Ya que no es posible evocar la sombra de Facundo ni de otros mazorqueros posteriores, hubiera querido al menos plantear el proyecto: Chile, sinceridad, 1986. Pero tampoco. Ninguna pregunta, ningún proyecto, ninguna tarea ni camino alguno puede ser para nosotros seguido o imaginado como en 1850 o en 1910. América Latina ya no es la misma, ni Sarmiento ni Alejandro Venegas pueden ser cabalmente maestros, y esto aunque sus proyectos guarden algo o mucho de irrenunciable para nosotros.

Y después de todo, ¿qué nos va quedando? ¿Qué cosas van quedando en pie todavía? ¿O tendremos que construir con escombros de otros mundos anteriores, con ladrillos dispersos, con trozos de viejas columnas que sostuvieron techumbres de tiempos más serenos? Tendremos que construir tal vez con adoquines que sirvieron como barricadas, con arena sucia de papeles o plásticos jubilados, con maderas un poco quemadas y otro poco apolilladas, con pedazos de molduras donde aún pueden intuirse restos de una piña o de un racimo de uvas griegas u hojas de algún vegetal muy noble; quizás con fierros retorcidos y cubiertos de orín. La cultura chilena tiene algo de capital del Líbano: revestimientos quebrados, pinturas descascaradas, tejas corridas que dejan ver impúdicamente el ensardinado de cielos terrosos, aluminios con restos de vidrios adheridos, puertas destartaladas de bisagras gimientes atravesadas por clavos enmohecidos e inútiles, alcantarillas aparecidas del suelo como carcomidas raíces petrificadas de antiguos árboles huecos.

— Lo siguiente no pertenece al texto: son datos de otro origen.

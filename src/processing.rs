use chrono::{DateTime, Utc};
use std::path::PathBuf;
use std::sync::Arc;
use std::time::{Duration, Instant};
use tracing::{info, warn};

use crate::config::Config;
use crate::curriculum::CurriculumDocument;
use crate::error::Result;
use crate::handoff::DownstreamHandoff;
use crate::matching::MatchEngine;
use crate::plan::{MasterPlan, MasterPlanBuilder, PlanPaths, PlanWriter};
use crate::slides::{SlideRequirements, SlideValidator};
use crate::video::{probe_all, DurationProbe, FfprobeDurationProbe, VideoDiscovery};

/// Summary of one pipeline run
#[derive(Debug, Clone)]
pub struct PipelineReport {
    pub files_discovered: usize,
    pub probe_failures: usize,
    pub lessons_total: usize,
    pub lessons_matched: usize,
    pub unmatched_lessons: Vec<String>,
    pub sections_emitted: usize,
    pub slides_required: usize,
    pub plan: MasterPlan,
    /// Where the plan was written; `None` on a dry run
    pub plan_path: Option<PathBuf>,
    pub handed_off: bool,
    pub total_time: Duration,
    pub completed_at: DateTime<Utc>,
}

/// End-to-end planning pipeline: curriculum + videos + slides -> Master Plan
pub struct PlanPipeline {
    config: Config,
    probe: Arc<dyn DurationProbe>,
    discovery: VideoDiscovery,
    dry_run: bool,
}

impl PlanPipeline {
    /// Pipeline using the configured external duration probe
    pub fn new(config: Config) -> Self {
        let probe: Arc<dyn DurationProbe> = Arc::new(FfprobeDurationProbe::new(&config.probe));
        Self::with_probe(config, probe)
    }

    pub fn with_probe(config: Config, probe: Arc<dyn DurationProbe>) -> Self {
        let discovery = VideoDiscovery::new(&config.discovery);
        Self {
            config,
            probe,
            discovery,
            dry_run: false,
        }
    }

    /// Stop after assembly without writing the plan
    pub fn dry_run(mut self, dry_run: bool) -> Self {
        self.dry_run = dry_run;
        self
    }

    pub fn config(&self) -> &Config {
        &self.config
    }

    /// Run the whole pipeline
    pub async fn run(&self) -> Result<PipelineReport> {
        let start_time = Instant::now();
        let paths = &self.config.paths;

        info!("🚀 Starting master plan build...");
        info!("📄 Curriculum: {}", paths.curriculum_file.display());
        info!("📁 Videos: {}", paths.video_dir.display());
        info!("🖼️ Slides: {}", paths.slide_dir.display());

        let curriculum = CurriculumDocument::load(&paths.curriculum_file).await?;
        let lessons = curriculum.flatten();

        let video_paths = self.discovery.discover_videos(&paths.video_dir)?;
        let files_discovered = video_paths.len();
        if video_paths.is_empty() {
            warn!("No videos found in {}", paths.video_dir.display());
        } else {
            info!("📹 Found {} video files", files_discovered);
        }

        // Barrier: matching starts only after every probe has settled.
        let files = probe_all(Arc::clone(&self.probe), video_paths, self.config.probe.max_concurrent).await;
        let probe_failures = files.iter().filter(|f| f.probe_error.is_some()).count();

        let outcome = MatchEngine::new().run(&lessons, files);
        for lesson in outcome.unmatched() {
            warn!("❓ Unmatched lesson: '{}' ({})", lesson.title, lesson.raw_duration);
        }

        let requirements = SlideRequirements::from_outcome(&outcome);
        info!(
            "🖼️ Slides required: {} ({} sections, {} lessons)",
            requirements.total(),
            requirements.sections_with_a_match,
            requirements.matched_lessons
        );
        let inventory = SlideValidator::new(&paths.slide_dir).validate(&requirements)?;

        let course_name = paths
            .course_name
            .clone()
            .unwrap_or_else(|| curriculum.course_title.clone());
        let plan_paths = PlanPaths::new(&paths.output_dir, &course_name, &self.config.output);
        let plan_file = plan_paths.plan_file.clone();

        let plan = MasterPlanBuilder::new(&curriculum, &outcome, &inventory, plan_paths)
            .with_sources(&paths.video_dir, &paths.slide_dir)
            .build();

        let mut handed_off = false;
        let plan_path = if self.dry_run {
            info!("🧪 Dry run: master plan not written");
            None
        } else {
            let written = PlanWriter::write(&plan, &plan_file).await?;
            if let Some(handoff) = DownstreamHandoff::from_config(&self.config.handoff) {
                handoff.trigger(&written).await?;
                handed_off = true;
            }
            Some(written)
        };

        let total_time = start_time.elapsed();
        info!("🎉 Master plan built in {:.2}s", total_time.as_secs_f64());

        Ok(PipelineReport {
            files_discovered,
            probe_failures,
            lessons_total: lessons.len(),
            lessons_matched: outcome.matched_count(),
            unmatched_lessons: outcome.unmatched().iter().map(|l| l.title.clone()).collect(),
            sections_emitted: plan.sections.len(),
            slides_required: requirements.total(),
            plan,
            plan_path,
            handed_off,
            total_time,
            completed_at: Utc::now(),
        })
    }
}

#[cfg(test)]
mod tests {
    use super::*;
    use crate::config::ConfigBuilder;
    use crate::error::PlanError;
    use tempfile::TempDir;

    #[tokio::test]
    async fn test_missing_curriculum_aborts_before_probing() {
        let temp_dir = TempDir::new().unwrap();
        let config = ConfigBuilder::new()
            .with_curriculum_file(temp_dir.path().join("missing.json"))
            .with_video_dir(temp_dir.path().to_path_buf())
            .build();

        let result = PlanPipeline::new(config).run().await;
        assert!(matches!(result, Err(PlanError::CurriculumMissing(_))));
    }

    #[tokio::test]
    async fn test_empty_video_directory_builds_empty_plan() {
        let temp_dir = TempDir::new().unwrap();
        let curriculum = temp_dir.path().join("curriculum.json");
        tokio::fs::write(
            &curriculum,
            r#"{"courseTitle":"Empty","sections":[{"sectionTitle":"S","lessons":[{"lessonTitle":"L","duration":"1:00"}]}]}"#,
        )
        .await
        .unwrap();
        let videos = temp_dir.path().join("videos");
        tokio::fs::create_dir_all(&videos).await.unwrap();

        let config = ConfigBuilder::new()
            .with_curriculum_file(curriculum)
            .with_video_dir(videos)
            .with_slide_dir(temp_dir.path().join("no-slides"))
            .with_output_dir(temp_dir.path().join("out"))
            .build();

        let report = PlanPipeline::new(config).run().await.unwrap();
        assert_eq!(report.files_discovered, 0);
        assert_eq!(report.lessons_matched, 0);
        assert_eq!(report.slides_required, 0);
        assert!(report.plan.sections.is_empty());
        assert_eq!(report.unmatched_lessons, vec!["L".to_string()]);
        assert!(report.plan_path.unwrap().exists());
    }
}
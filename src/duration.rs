/// Normalize a published duration string into whole seconds.
///
/// Accepts `SS`, `MM:SS` and `H:MM:SS`. Anything else (empty input, more than
/// three segments, non-numeric segments) yields `0`. Fractional seconds are
/// rounded to the nearest whole second.
pub fn normalize_duration(raw: &str) -> u64 {
    let segments: Vec<&str> = raw.trim().split(':').map(str::trim).collect();

    let mut values = Vec::with_capacity(segments.len());
    for segment in &segments {
        match segment.parse::<f64>() {
            Ok(value) if value.is_finite() && value >= 0.0 => values.push(value),
            _ => return 0,
        }
    }

    let total = match values.as_slice() {
        [seconds] => *seconds,
        [minutes, seconds] => minutes * 60.0 + seconds,
        [hours, minutes, seconds] => hours * 3600.0 + minutes * 60.0 + seconds,
        _ => return 0,
    };

    total.round() as u64
}

/// Format seconds as `H:MM:SS` or `MM:SS` for log output
pub fn format_seconds(total: u64) -> String {
    let hours = total / 3600;
    let minutes = (total % 3600) / 60;
    let seconds = total % 60;

    if hours > 0 {
        format!("{}:{:02}:{:02}", hours, minutes, seconds)
    } else {
        format!("{:02}:{:02}", minutes, seconds)
    }
}
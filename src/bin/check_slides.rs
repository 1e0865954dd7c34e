use anyhow::Result;
use clap::Parser;
use course_planner::{SlideRequirements, SlideValidator};
use std::path::PathBuf;
use tracing::{info, warn};

/// Check a slide folder against the slots a plan would need
#[derive(Parser, Debug)]
#[command(name = "check-slides", version, about)]
struct Args {
    /// Directory containing the exported slides
    #[arg(short = 's', long)]
    slide_dir: PathBuf,

    /// Number of sections with at least one matched lesson
    #[arg(long, default_value_t = 0)]
    sections: usize,

    /// Number of matched lessons
    #[arg(long, default_value_t = 0)]
    lessons: usize,
}

fn main() -> Result<()> {
    // Initialize logging
    tracing_subscriber::fmt()
        .with_env_filter("course_planner=info,check_slides=info")
        .init();

    let args = Args::parse();
    let requirements = SlideRequirements::new(args.sections, args.lessons);

    info!("🔍 Checking slides in {}", args.slide_dir.display());
    info!("   - Sequential slides needed: {}", requirements.sequential_slides_needed());
    info!("   - Total slots required: {}", requirements.total());

    let validator = SlideValidator::new(args.slide_dir);
    let inventory = validator.inventory(&requirements)?;

    for allocation in inventory.allocations() {
        if allocation.present {
            info!("   ✅ {:>3} -> {}", allocation.slot, allocation.file_name);
        } else {
            warn!("   ❌ {:>3} missing ({})", allocation.slot, allocation.file_name);
        }
    }

    if inventory.is_complete() {
        info!("🎉 All required slides are present");
        return Ok(());
    }

    inventory.ensure_complete()?;

    Ok(())
}
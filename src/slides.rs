//! Slide inventory
//!
//! Slots 1 and 2 are the reserved blank slides. Sequential slots start at 3:
//! one section intro per section with a match, then an intro and an outro per
//! matched lesson.

use regex::Regex;
use std::collections::BTreeMap;
use std::path::{Path, PathBuf};
use tracing::{debug, info, warn};
use walkdir::WalkDir;

use crate::error::{PlanError, Result};
use crate::matching::MatchOutcome;

/// First reserved blank slide
pub const BLANK_SLOT_1: u32 = 1;
/// Second reserved blank slide
pub const BLANK_SLOT_2: u32 = 2;
/// First sequentially allocated slot
pub const FIRST_SEQUENTIAL_SLOT: u32 = 3;

/// How many slides a set of match results needs
#[derive(Debug, Clone, Copy, PartialEq, Eq)]
pub struct SlideRequirements {
    pub sections_with_a_match: usize,
    pub matched_lessons: usize,
}

impl SlideRequirements {
    pub fn new(sections_with_a_match: usize, matched_lessons: usize) -> Self {
        Self {
            sections_with_a_match,
            matched_lessons,
        }
    }

    pub fn from_outcome(outcome: &MatchOutcome) -> Self {
        Self::new(outcome.sections_with_a_match(), outcome.matched_count())
    }

    /// Section intros plus lesson intro/outro pairs
    pub fn sequential_slides_needed(&self) -> usize {
        self.sections_with_a_match + self.matched_lessons * 2
    }

    /// Whether the blank slides 1 and 2 are needed
    pub fn needs_blanks(&self) -> bool {
        self.matched_lessons > 0 || self.sections_with_a_match > 0
    }

    /// Every required slot number, ascending
    pub fn required_slots(&self) -> Result<Vec<u32>> {
        if !self.needs_blanks() {
            return Ok(Vec::new());
        }

        let needed = self.sequential_slides_needed();
        let last = u32::try_from(needed)
            .ok()
            .and_then(|n| FIRST_SEQUENTIAL_SLOT.checked_add(n))
            .ok_or(PlanError::TooManySlides(needed))?;

        let mut slots = vec![BLANK_SLOT_1, BLANK_SLOT_2];
        slots.extend(FIRST_SEQUENTIAL_SLOT..last);
        Ok(slots)
    }

    /// Number of required slots, blanks included
    pub fn total(&self) -> usize {
        if self.needs_blanks() {
            2 + self.sequential_slides_needed()
        } else {
            0
        }
    }
}

/// Expected on-disk name for a slot, used when reporting missing slides
pub fn expected_slide_name(slot: u32) -> String {
    format!("Slide{}.tiff", slot)
}

fn missing_slide_label(slot: u32) -> String {
    format!("Slide{}.tiff (or .tif)", slot)
}

/// One slot and the file it resolves to
#[derive(Debug, Clone, PartialEq, Eq)]
pub struct SlideAllocation {
    pub slot: u32,
    pub file_name: String,
    pub present: bool,
}

/// Resolved slot to file name mapping
#[derive(Debug, Clone, Default, PartialEq)]
pub struct SlideInventory {
    slots: BTreeMap<u32, String>,
    missing: Vec<u32>,
}

impl SlideInventory {
    /// File name for a slot, or the synthesized expected name if it was not found
    pub fn resolve(&self, slot: u32) -> String {
        self.slots
            .get(&slot)
            .cloned()
            .unwrap_or_else(|| expected_slide_name(slot))
    }

    /// Every required slot in order, present or not
    pub fn allocations(&self) -> Vec<SlideAllocation> {
        let mut allocations: Vec<SlideAllocation> = self
            .slots
            .iter()
            .map(|(slot, name)| SlideAllocation {
                slot: *slot,
                file_name: name.clone(),
                present: true,
            })
            .chain(self.missing.iter().map(|slot| SlideAllocation {
                slot: *slot,
                file_name: expected_slide_name(*slot),
                present: false,
            }))
            .collect();
        allocations.sort_by_key(|a| a.slot);
        allocations
    }

    pub fn found(&self) -> &BTreeMap<u32, String> {
        &self.slots
    }

    pub fn missing(&self) -> &[u32] {
        &self.missing
    }

    pub fn is_complete(&self) -> bool {
        self.missing.is_empty()
    }

    /// Missing slots as display names
    pub fn missing_names(&self) -> Vec<String> {
        self.missing.iter().map(|slot| missing_slide_label(*slot)).collect()
    }

    /// Fail with the batched missing list if anything is missing
    pub fn ensure_complete(&self) -> Result<()> {
        if self.is_complete() {
            Ok(())
        } else {
            Err(PlanError::missing_slides(self.missing_names()))
        }
    }
}

/// Checks a slide directory for the required slot files
#[derive(Debug, Clone)]
pub struct SlideValidator {
    slide_dir: PathBuf,
    pattern: Regex,
}

impl SlideValidator {
    pub fn new(slide_dir: impl Into<PathBuf>) -> Self {
        Self {
            slide_dir: slide_dir.into(),
            pattern: Regex::new(r"(?i)^slide\s*(\d+)\.(tif|tiff)$").expect("static slide pattern"),
        }
    }

    pub fn slide_dir(&self) -> &Path {
        &self.slide_dir
    }

    /// Slot number encoded in a slide file name, if it follows the naming convention
    pub fn slot_of(&self, file_name: &str) -> Option<u32> {
        self.pattern
            .captures(file_name)
            .and_then(|caps| caps.get(1))
            .and_then(|m| m.as_str().parse().ok())
    }

    /// Resolve every required slot against the slide directory.
    ///
    /// Nothing is read from disk when no slides are required.
    pub fn inventory(&self, requirements: &SlideRequirements) -> Result<SlideInventory> {
        let required = requirements.required_slots()?;
        if required.is_empty() {
            debug!("No slides required, skipping slide validation");
            return Ok(SlideInventory::default());
        }

        if !self.slide_dir.is_dir() {
            return Err(PlanError::SlideDirectoryMissing(self.slide_dir.clone()));
        }

        let mut names = Vec::new();
        for entry in WalkDir::new(&self.slide_dir).min_depth(1).max_depth(1) {
            let entry = entry.map_err(|e| PlanError::Io(e.into()))?;
            if entry.file_type().is_file() {
                names.push(entry.file_name().to_string_lossy().to_string());
            }
        }
        names.sort();

        let mut on_disk: BTreeMap<u32, String> = BTreeMap::new();
        for name in names {
            if let Some(slot) = self.slot_of(&name) {
                on_disk.entry(slot).or_insert(name);
            }
        }

        let mut inventory = SlideInventory::default();
        for slot in required {
            match on_disk.get(&slot) {
                Some(name) => {
                    inventory.slots.insert(slot, name.clone());
                }
                None => inventory.missing.push(slot),
            }
        }

        if inventory.is_complete() {
            info!("🖼️ All {} required slides present in {}", inventory.slots.len(), self.slide_dir.display());
        } else {
            for slot in &inventory.missing {
                warn!("   ❌ Missing slide {}", missing_slide_label(*slot));
            }
            warn!(
                "❌ {} of {} required slides missing in {}",
                inventory.missing.len(),
                requirements.total(),
                self.slide_dir.display()
            );
        }

        Ok(inventory)
    }

    /// Build the inventory and fail if any required slide is missing
    pub fn validate(&self, requirements: &SlideRequirements) -> Result<SlideInventory> {
        let inventory = self.inventory(requirements)?;
        inventory.ensure_complete()?;
        Ok(inventory)
    }
}

/// Running cursor over sequential slots, shared across the whole plan
#[derive(Debug)]
pub struct SlotAllocator {
    next: u32,
}

impl SlotAllocator {
    pub fn new() -> Self {
        Self {
            next: FIRST_SEQUENTIAL_SLOT,
        }
    }

    /// Hand out the next sequential slot
    pub fn next_slot(&mut self) -> u32 {
        let slot = self.next;
        self.next += 1;
        slot
    }

    /// Number of slots handed out so far
    pub fn allocated(&self) -> u32 {
        self.next - FIRST_SEQUENTIAL_SLOT
    }
}

impl Default for SlotAllocator {
    fn default() -> Self {
        Self::new()
    }
}
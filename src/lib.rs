/// Course Planner
///
/// Pairs a scraped course curriculum with local lesson videos and turns the
/// result into a Master Plan for downstream editing automation.

pub mod config;
pub mod curriculum;
pub mod duration;
pub mod error;
pub mod handoff;
pub mod matching;
pub mod plan;
pub mod processing;
pub mod similarity;
pub mod slides;
pub mod video;

// Re-export main types for easy access
pub use crate::config::{Config, ConfigBuilder};
pub use crate::curriculum::{CurriculumDocument, CurriculumLesson, CurriculumSection, FlatLesson};
pub use crate::duration::normalize_duration;
pub use crate::error::{PlanError, Result};
pub use crate::matching::{CandidatePool, MatchEngine, MatchOutcome, MatchedPair, MATCH_TOLERANCE_SECS};
pub use crate::plan::{MasterPlan, MasterPlanBuilder, PlanLesson, PlanPaths, PlanSection, PlanWriter};
pub use crate::processing::{PipelineReport, PlanPipeline};
pub use crate::similarity::title_distance;
pub use crate::slides::{SlideAllocation, SlideInventory, SlideRequirements, SlideValidator, SlotAllocator};
pub use crate::video::{DurationProbe, FfprobeDurationProbe, LocalVideoFile, VideoDiscovery};
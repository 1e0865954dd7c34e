use std::path::Path;
use strsim::levenshtein;

/// Edit distance between a video file name and a lesson title.
///
/// The extension is stripped from the file name and both sides are compared
/// lowercase. Only used to break ties between equally close durations.
pub fn title_distance(file_name: &str, lesson_title: &str) -> usize {
    let stem = Path::new(file_name)
        .file_stem()
        .and_then(|s| s.to_str())
        .unwrap_or(file_name);

    levenshtein(&stem.to_lowercase(), &lesson_title.to_lowercase())
}
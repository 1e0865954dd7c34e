use criterion::{black_box, criterion_group, criterion_main, Criterion};
use course_planner::{
    CurriculumDocument, CurriculumLesson, CurriculumSection, LocalVideoFile, MasterPlanBuilder,
    MatchEngine, PlanPaths, SlideInventory,
};
use course_planner::config::Config;
use std::path::{Path, PathBuf};

/// Synthetic curriculum: 40 sections x 25 lessons with spread-out durations
fn synthetic_course() -> (CurriculumDocument, Vec<LocalVideoFile>) {
    let mut sections = Vec::new();
    let mut files = Vec::new();

    for s in 0..40u64 {
        let mut lessons = Vec::new();
        for l in 0..25u64 {
            let seconds = 60 + (s * 25 + l) * 7 % 1800;
            lessons.push(CurriculumLesson {
                lesson_title: format!("Lesson {} of section {}", l, s),
                duration: format!("{}:{:02}", seconds / 60, seconds % 60),
            });
            files.push(LocalVideoFile {
                file_name: format!("{:02}-{:02} lesson {}.mp4", s, l, l),
                path: PathBuf::from(format!("/videos/{:02}-{:02}.mp4", s, l)),
                duration_seconds: seconds + (l % 2),
                probe_error: None,
            });
        }
        sections.push(CurriculumSection {
            section_title: format!("Section {}", s),
            lessons,
        });
    }

    let document = CurriculumDocument {
        course_title: "Benchmark Course".to_string(),
        sections,
    };
    (document, files)
}

/// Benchmark the greedy match engine
fn bench_match_engine(c: &mut Criterion) {
    let (document, files) = synthetic_course();
    let lessons = document.flatten();
    let engine = MatchEngine::new();

    c.bench_function("match_engine_1000_lessons", |b| {
        b.iter(|| engine.run(black_box(&lessons), black_box(files.clone())))
    });
}

/// Benchmark plan assembly from a fixed match outcome
fn bench_plan_assembly(c: &mut Criterion) {
    let (document, files) = synthetic_course();
    let outcome = MatchEngine::new().run(&document.flatten(), files);
    let inventory = SlideInventory::default();
    let output = Config::default().output;

    c.bench_function("plan_assembly_1000_lessons", |b| {
        b.iter(|| {
            let paths = PlanPaths::new(Path::new("/out"), "Benchmark Course", &output);
            MasterPlanBuilder::new(black_box(&document), &outcome, &inventory, paths).build()
        })
    });
}

criterion_group!(benches, bench_match_engine, bench_plan_assembly);
criterion_main!(benches);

Civilización y sinceridad. Respeto a los derechos humanos. Qué civilización, qué sinceridad, qué respeto a qué derechos, querrán preguntar algunos. No podemos dejar de evocar la muerte a cada paso, ya que en nuestro caminar hay algo de tránsito por un campo sembrado de cadáveres y de sangre, y nuestros pasos deben ser cautelosos para no pisar la muerte.